Assigned task:
Here is a set of records. Copy them all exactly.

========================================================================

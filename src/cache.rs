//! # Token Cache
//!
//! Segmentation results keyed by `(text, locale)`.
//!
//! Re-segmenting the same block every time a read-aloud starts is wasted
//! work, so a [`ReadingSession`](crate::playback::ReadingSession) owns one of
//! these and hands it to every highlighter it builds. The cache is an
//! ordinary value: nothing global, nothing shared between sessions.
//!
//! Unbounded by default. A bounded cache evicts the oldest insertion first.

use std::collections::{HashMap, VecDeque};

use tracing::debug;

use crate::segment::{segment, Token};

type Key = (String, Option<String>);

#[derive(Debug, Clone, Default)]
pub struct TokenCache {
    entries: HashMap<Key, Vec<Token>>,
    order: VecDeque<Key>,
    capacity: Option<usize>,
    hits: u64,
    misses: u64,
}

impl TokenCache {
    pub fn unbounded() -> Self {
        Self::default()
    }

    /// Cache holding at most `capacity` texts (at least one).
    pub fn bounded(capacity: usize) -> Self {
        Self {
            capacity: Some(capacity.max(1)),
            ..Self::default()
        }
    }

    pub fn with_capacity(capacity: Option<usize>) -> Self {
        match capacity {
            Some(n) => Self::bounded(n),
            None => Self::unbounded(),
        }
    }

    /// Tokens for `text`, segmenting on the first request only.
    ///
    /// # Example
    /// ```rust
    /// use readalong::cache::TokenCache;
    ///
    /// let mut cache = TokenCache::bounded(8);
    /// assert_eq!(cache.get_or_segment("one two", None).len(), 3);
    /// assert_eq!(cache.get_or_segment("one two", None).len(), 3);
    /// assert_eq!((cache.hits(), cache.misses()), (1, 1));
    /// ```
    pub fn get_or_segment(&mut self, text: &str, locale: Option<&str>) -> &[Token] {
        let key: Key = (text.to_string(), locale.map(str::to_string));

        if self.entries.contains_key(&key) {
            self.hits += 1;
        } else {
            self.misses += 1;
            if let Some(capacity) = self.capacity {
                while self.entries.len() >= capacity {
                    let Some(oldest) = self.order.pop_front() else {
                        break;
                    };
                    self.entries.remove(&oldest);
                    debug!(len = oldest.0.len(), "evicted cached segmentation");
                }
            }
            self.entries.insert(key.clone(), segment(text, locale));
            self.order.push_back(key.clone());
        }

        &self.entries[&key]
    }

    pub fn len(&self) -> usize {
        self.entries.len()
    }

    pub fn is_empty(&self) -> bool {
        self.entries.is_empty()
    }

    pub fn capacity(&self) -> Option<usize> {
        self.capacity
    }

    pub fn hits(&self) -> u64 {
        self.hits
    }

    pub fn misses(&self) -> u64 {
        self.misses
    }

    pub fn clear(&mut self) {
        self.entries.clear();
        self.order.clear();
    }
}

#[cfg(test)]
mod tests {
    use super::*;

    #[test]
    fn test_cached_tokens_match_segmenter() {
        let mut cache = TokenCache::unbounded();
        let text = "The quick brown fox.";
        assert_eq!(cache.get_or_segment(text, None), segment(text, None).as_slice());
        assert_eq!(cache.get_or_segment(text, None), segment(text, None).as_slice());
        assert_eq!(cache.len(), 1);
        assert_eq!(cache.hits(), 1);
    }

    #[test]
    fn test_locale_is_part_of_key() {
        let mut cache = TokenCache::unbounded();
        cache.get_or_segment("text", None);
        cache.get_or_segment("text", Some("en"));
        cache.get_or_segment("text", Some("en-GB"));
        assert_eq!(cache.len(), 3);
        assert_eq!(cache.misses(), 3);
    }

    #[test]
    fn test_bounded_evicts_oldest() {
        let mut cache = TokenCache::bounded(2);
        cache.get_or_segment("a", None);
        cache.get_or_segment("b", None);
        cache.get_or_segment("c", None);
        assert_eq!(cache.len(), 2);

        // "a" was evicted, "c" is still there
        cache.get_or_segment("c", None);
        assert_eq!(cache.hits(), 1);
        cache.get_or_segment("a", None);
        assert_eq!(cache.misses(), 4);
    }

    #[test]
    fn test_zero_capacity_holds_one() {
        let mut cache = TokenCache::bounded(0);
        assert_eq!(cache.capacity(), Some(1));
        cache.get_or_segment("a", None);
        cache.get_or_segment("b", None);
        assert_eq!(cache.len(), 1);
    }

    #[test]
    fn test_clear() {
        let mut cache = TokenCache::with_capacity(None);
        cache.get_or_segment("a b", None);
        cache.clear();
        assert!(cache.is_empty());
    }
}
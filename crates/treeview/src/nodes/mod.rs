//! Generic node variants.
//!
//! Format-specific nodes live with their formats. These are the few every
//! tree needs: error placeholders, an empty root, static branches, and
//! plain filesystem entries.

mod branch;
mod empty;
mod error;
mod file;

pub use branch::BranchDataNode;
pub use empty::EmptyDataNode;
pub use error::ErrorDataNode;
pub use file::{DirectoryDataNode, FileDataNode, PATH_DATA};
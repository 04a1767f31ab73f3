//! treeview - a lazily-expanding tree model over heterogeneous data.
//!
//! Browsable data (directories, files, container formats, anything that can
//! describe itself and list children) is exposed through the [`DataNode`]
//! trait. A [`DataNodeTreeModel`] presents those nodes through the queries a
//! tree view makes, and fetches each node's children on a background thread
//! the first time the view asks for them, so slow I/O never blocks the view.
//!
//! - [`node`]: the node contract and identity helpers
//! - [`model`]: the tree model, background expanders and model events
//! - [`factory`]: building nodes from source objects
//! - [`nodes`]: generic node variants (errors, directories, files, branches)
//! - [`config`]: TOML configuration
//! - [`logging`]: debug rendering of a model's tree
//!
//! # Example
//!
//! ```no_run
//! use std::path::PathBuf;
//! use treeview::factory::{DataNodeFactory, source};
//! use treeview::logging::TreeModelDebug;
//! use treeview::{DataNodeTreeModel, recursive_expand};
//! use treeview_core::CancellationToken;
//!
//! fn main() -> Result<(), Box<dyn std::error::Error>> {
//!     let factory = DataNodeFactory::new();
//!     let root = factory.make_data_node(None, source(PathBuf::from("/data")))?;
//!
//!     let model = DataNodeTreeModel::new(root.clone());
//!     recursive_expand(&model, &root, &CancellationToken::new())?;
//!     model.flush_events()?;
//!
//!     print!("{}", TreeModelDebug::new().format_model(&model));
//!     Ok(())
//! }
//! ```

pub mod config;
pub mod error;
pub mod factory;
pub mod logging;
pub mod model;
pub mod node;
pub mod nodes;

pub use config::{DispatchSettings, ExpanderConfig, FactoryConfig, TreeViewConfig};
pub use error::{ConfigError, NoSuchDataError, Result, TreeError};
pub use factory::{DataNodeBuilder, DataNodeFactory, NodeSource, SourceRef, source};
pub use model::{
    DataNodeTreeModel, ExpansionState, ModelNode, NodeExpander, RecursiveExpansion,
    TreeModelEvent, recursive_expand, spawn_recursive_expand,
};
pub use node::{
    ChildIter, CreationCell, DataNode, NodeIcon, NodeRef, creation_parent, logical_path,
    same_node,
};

========================================================================

Response for this exercise:
filename src/cache.rs
//! # Token Cache
//!
//! Segmentation results keyed by `(text, locale)`.
//!
//! Re-segmenting the same block every time a read-aloud starts is wasted
//! work, so a [`ReadingSession`](crate::playback::ReadingSession) owns one of
//! these and hands it to every highlighter it builds. The cache is an
//! ordinary value: nothing global, nothing shared between sessions.
//!
//! Unbounded by default. A bounded cache evicts the oldest insertion first.

use std::collections::{HashMap, VecDeque};

use tracing::debug;

use crate::segment::{segment, Token};

type Key = (String, Option<String>);

#[derive(Debug, Clone, Default)]
pub struct TokenCache {
    entries: HashMap<Key, Vec<Token>>,
    order: VecDeque<Key>,
    capacity: Option<usize>,
    hits: u64,
    misses: u64,
}

impl TokenCache {
    pub fn unbounded() -> Self {
        Self::default()
    }

    /// Cache holding at most `capacity` texts (at least one).
    pub fn bounded(capacity: usize) -> Self {
        Self {
            capacity: Some(capacity.max(1)),
            ..Self::default()
        }
    }

    pub fn with_capacity(capacity: Option<usize>) -> Self {
        match capacity {
            Some(n) => Self::bounded(n),
            None => Self::unbounded(),
        }
    }

    /// Tokens for `text`, segmenting on the first request only.
    ///
    /// # Example
    /// ```rust
    /// use readalong::cache::TokenCache;
    ///
    /// let mut cache = TokenCache::bounded(8);
    /// assert_eq!(cache.get_or_segment("one two", None).len(), 3);
    /// assert_eq!(cache.get_or_segment("one two", None).len(), 3);
    /// assert_eq!((cache.hits(), cache.misses()), (1, 1));
    /// ```
    pub fn get_or_segment(&mut self, text: &str, locale: Option<&str>) -> &[Token] {
        let key: Key = (text.to_string(), locale.map(str::to_string));

        if self.entries.contains_key(&key) {
            self.hits += 1;
        } else {
            self.misses += 1;
            if let Some(capacity) = self.capacity {
                while self.entries.len() >= capacity {
                    let Some(oldest) = self.order.pop_front() else {
                        break;
                    };
                    self.entries.remove(&oldest);
                    debug!(len = oldest.0.len(), "evicted cached segmentation");
                }
            }
            self.entries.insert(key.clone(), segment(text, locale));
            self.order.push_back(key.clone());
        }

        &self.entries[&key]
    }

    pub fn len(&self) -> usize {
        self.entries.len()
    }

    pub fn is_empty(&self) -> bool {
        self.entries.is_empty()
    }

    pub fn capacity(&self) -> Option<usize> {
        self.capacity
    }

    pub fn hits(&self) -> u64 {
        self.hits
    }

    pub fn misses(&self) -> u64 {
        self.misses
    }

    pub fn clear(&mut self) {
        self.entries.clear();
        self.order.clear();
    }
}

#[cfg(test)]
mod tests {
    use super::*;

    #[test]
    fn test_cached_tokens_match_segmenter() {
        let mut cache = TokenCache::unbounded();
        let text = "The quick brown fox.";
        assert_eq!(cache.get_or_segment(text, None), segment(text, None).as_slice());
        assert_eq!(cache.get_or_segment(text, None), segment(text, None).as_slice());
        assert_eq!(cache.len(), 1);
        assert_eq!(cache.hits(), 1);
    }

    #[test]
    fn test_locale_is_part_of_key() {
        let mut cache = TokenCache::unbounded();
        cache.get_or_segment("text", None);
        cache.get_or_segment("text", Some("en"));
        cache.get_or_segment("text", Some("en-GB"));
        assert_eq!(cache.len(), 3);
        assert_eq!(cache.misses(), 3);
    }

    #[test]
    fn test_bounded_evicts_oldest() {
        let mut cache = TokenCache::bounded(2);
        cache.get_or_segment("a", None);
        cache.get_or_segment("b", None);
        cache.get_or_segment("c", None);
        assert_eq!(cache.len(), 2);

        // "a" was evicted, "c" is still there
        cache.get_or_segment("c", None);
        assert_eq!(cache.hits(), 1);
        cache.get_or_segment("a", None);
        assert_eq!(cache.misses(), 4);
    }

    #[test]
    fn test_zero_capacity_holds_one() {
        let mut cache = TokenCache::bounded(0);
        assert_eq!(cache.capacity(), Some(1));
        cache.get_or_segment("a", None);
        cache.get_or_segment("b", None);
        assert_eq!(cache.len(), 1);
    }

    #[test]
    fn test_clear() {
        let mut cache = TokenCache::with_capacity(None);
        cache.get_or_segment("a b", None);
        cache.clear();
        assert!(cache.is_empty());
    }
}
filename crates/treeview/src/nodes/mod.rs
//! Generic node variants.
//!
//! Format-specific nodes live with their formats. These are the few every
//! tree needs: error placeholders, an empty root, static branches, and
//! plain filesystem entries.

mod branch;
mod empty;
mod error;
mod file;

pub use branch::BranchDataNode;
pub use empty::EmptyDataNode;
pub use error::ErrorDataNode;
pub use file::{DirectoryDataNode, FileDataNode, PATH_DATA};
repository 04a1767f31ab73f3
//! treeview - a lazily-expanding tree model over heterogeneous data.
//!
//! Browsable data (directories, files, container formats, anything that can
//! describe itself and list children) is exposed through the [`DataNode`]
//! trait. A [`DataNodeTreeModel`] presents those nodes through the queries a
//! tree view makes, and fetches each node's children on a background thread
//! the first time the view asks for them, so slow I/O never blocks the view.
//!
//! - [`node`]: the node contract and identity helpers
//! - [`model`]: the tree model, background expanders and model events
//! - [`factory`]: building nodes from source objects
//! - [`nodes`]: generic node variants (errors, directories, files, branches)
//! - [`config`]: TOML configuration
//! - [`logging`]: debug rendering of a model's tree
//!
//! # Example
//!
//! ```no_run
//! use std::path::PathBuf;
//! use treeview::factory::{DataNodeFactory, source};
//! use treeview::logging::TreeModelDebug;
//! use treeview::{DataNodeTreeModel, recursive_expand};
//! use treeview_core::CancellationToken;
//!
//! fn main() -> Result<(), Box<dyn std::error::Error>> {
//!     let factory = DataNodeFactory::new();
//!     let root = factory.make_data_node(None, source(PathBuf::from("/data")))?;
//!
//!     let model = DataNodeTreeModel::new(root.clone());
//!     recursive_expand(&model, &root, &CancellationToken::new())?;
//!     model.flush_events()?;
//!
//!     print!("{}", TreeModelDebug::new().format_model(&model));
//!     Ok(())
//! }
//! ```

pub mod config;
pub mod error;
pub mod factory;
pub mod logging;
pub mod model;
pub mod node;
pub mod nodes;

pub use config::{DispatchSettings, ExpanderConfig, FactoryConfig, TreeViewConfig};
pub use error::{ConfigError, NoSuchDataError, Result, TreeError};
pub use factory::{DataNodeBuilder, DataNodeFactory, NodeSource, SourceRef, source};
pub use model::{
    DataNodeTreeModel, ExpansionState, ModelNode, NodeExpander, RecursiveExpansion,
    TreeModelEvent, recursive_expand, spawn_recursive_expand,
};
pub use node::{
    ChildIter, CreationCell, DataNode, NodeIcon, NodeRef, creation_parent, logical_path,
    same_node,
};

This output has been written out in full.